SIMPLE SUMMARY: Extracellular vesicles are small membranous particles secreted by cells. Extracellular vesicles facilitate the transportation of biomolecules, such as protein, RNA, and DNA fragments, to communicate with neighboring and distant cells. Cancer cells use extracellular vesicles to hijack the immune system and induce cancer-promoting signals. Modifying extracellular vesicles using surface engineering tools allows the addition of biomolecules for targeted delivery, thus modulating the hijacked tumor immune microenvironment to improve therapeutic efficacy. This review article discusses extracellular vesicle modification strategies explicitly focusing on the approaches used for surface engineering.
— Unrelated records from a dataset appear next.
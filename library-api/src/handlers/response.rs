//! Response conversions for negotiated and created resources

use axum::{
    body::Body,
    http::{
        header::{CONTENT_TYPE, LOCATION},
        HeaderName, HeaderValue, StatusCode,
    },
    response::{IntoResponse, Response},
    Json,
};
use serde::Serialize;

use crate::{
    error::Error,
    negotiation::NegotiatedCollection,
    paging::PaginationMetadata,
};

/// Header carrying the JSON pagination summary of a collection response
pub const PAGINATION_HEADER: HeaderName = HeaderName::from_static("x-pagination");

fn pagination_header(pagination: &PaginationMetadata) -> Result<HeaderValue, Error> {
    let json = serde_json::to_string(pagination)
        .map_err(|e| Error::Internal(format!("failed to serialize pagination: {}", e)))?;
    Ok(HeaderValue::from_str(&json).map_err(axum::http::Error::from)?)
}

impl IntoResponse for NegotiatedCollection {
    fn into_response(self) -> Response {
        let header = match pagination_header(self.pagination()) {
            Ok(header) => header,
            Err(e) => return e.into_response(),
        };

        let mut response = match self {
            Self::Plain { value, .. } => Json(value).into_response(),
            Self::Linked { body, .. } => Json(body).into_response(),
        };
        response.headers_mut().insert(PAGINATION_HEADER, header);
        response
    }
}

/// `201 Created` with a `Location` header and a JSON body
#[derive(Debug)]
pub struct Created<T> {
    location: String,
    body: T,
}

impl<T> Created<T> {
    /// Response for a resource created at `location`
    pub fn new(location: impl Into<String>, body: T) -> Self {
        Self {
            location: location.into(),
            body,
        }
    }
}

impl<T: Serialize> Created<T> {
    fn try_into_response(self) -> Result<Response, Error> {
        let body = serde_json::to_vec(&self.body)
            .map_err(|e| Error::Internal(format!("failed to serialize body: {}", e)))?;
        Ok(Response::builder()
            .status(StatusCode::CREATED)
            .header(LOCATION, self.location)
            .header(CONTENT_TYPE, "application/json")
            .body(Body::from(body))?)
    }
}

impl<T: Serialize> IntoResponse for Created<T> {
    fn into_response(self) -> Response {
        self.try_into_response()
            .unwrap_or_else(IntoResponse::into_response)
    }
}

#[cfg(test)]
mod tests {
    use super::*;
    use crate::paging::PagedList;
    use axum::body::to_bytes;

    #[tokio::test]
    async fn test_plain_collection_response() {
        let pagination = PagedList::new(vec![0u8; 2], 5, 1, 2)
            .metadata()
            .with_page_links(None, Some("http://localhost:8080/api/authors?pageNumber=2".into()));
        let response = NegotiatedCollection::Plain {
            value: Vec::new(),
            pagination,
        }
        .into_response();

        assert_eq!(response.status(), StatusCode::OK);
        let header: serde_json::Value =
            serde_json::from_str(response.headers()[PAGINATION_HEADER].to_str().unwrap()).unwrap();
        assert_eq!(header["totalPages"], 3);
        assert_eq!(
            header["nextPageLink"],
            "http://localhost:8080/api/authors?pageNumber=2"
        );

        let body = to_bytes(response.into_body(), usize::MAX).await.unwrap();
        assert_eq!(&body[..], b"[]");
    }

    #[tokio::test]
    async fn test_created_response() {
        let response = Created::new("http://localhost:8080/api/authors/1", serde_json::json!({"id": 1}))
            .into_response();
        assert_eq!(response.status(), StatusCode::CREATED);
        assert_eq!(
            response.headers()[LOCATION],
            "http://localhost:8080/api/authors/1"
        );
        assert_eq!(response.headers()[CONTENT_TYPE], "application/json");
    }

    #[tokio::test]
    async fn test_created_with_invalid_location_is_http_error() {
        let response = Created::new("http://localhost/api/authors/\n1", serde_json::json!({}))
            .into_response();
        assert_eq!(response.status(), StatusCode::INTERNAL_SERVER_ERROR);

        let body = to_bytes(response.into_body(), usize::MAX).await.unwrap();
        let json: serde_json::Value = serde_json::from_slice(&body).unwrap();
        assert_eq!(json["code"], "HTTP_ERROR");
    }
}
We revisit the work carried out on the surface-engineered extracellular vesicle and its application in immunomodulating tumor microenvironments for cancer immunotherapy. ABSTRACT: Extracellular vesicles (EVs) are lipid bilayer-enclosed bodies secreted by all cell types. EVs carry bioactive materials, such as proteins, lipids, metabolites, and nucleic acids, to communicate and elicit functional alterations and phenotypic changes in the counterpart stromal cells. In cancer, cells secrete EVs to shape a tumor-promoting niche. Tumor-secreted EVs mediate communications with immune cells that determine the fate of anti-tumor therapeutic effectiveness. Surface engineering of EVs has emerged as a promising tool for the modulation of tumor microenvironments for cancer immunotherapy. Modification of EVs’ surface with various molecules, such as antibodies, peptides, and proteins, can enhance their targeting specificity, immunogenicity, biodistribution, and pharmacokinetics. The diverse approaches sought for engineering EV surfaces can be categorized as physical, chemical, and genetic engineering strategies. The choice of method depends on the specific application and desired outcome. Each has its advantages and disadvantages. This review lends a bird’s-eye view of the recent progress in these approaches with respect to their rational implications in the immunomodulation of tumor microenvironments (TME) from pro-tumorigenic to anti-tumorigenic ones. The strategies for modulating TME using targeted EVs, their advantages, current limitations, and future directions are discussed.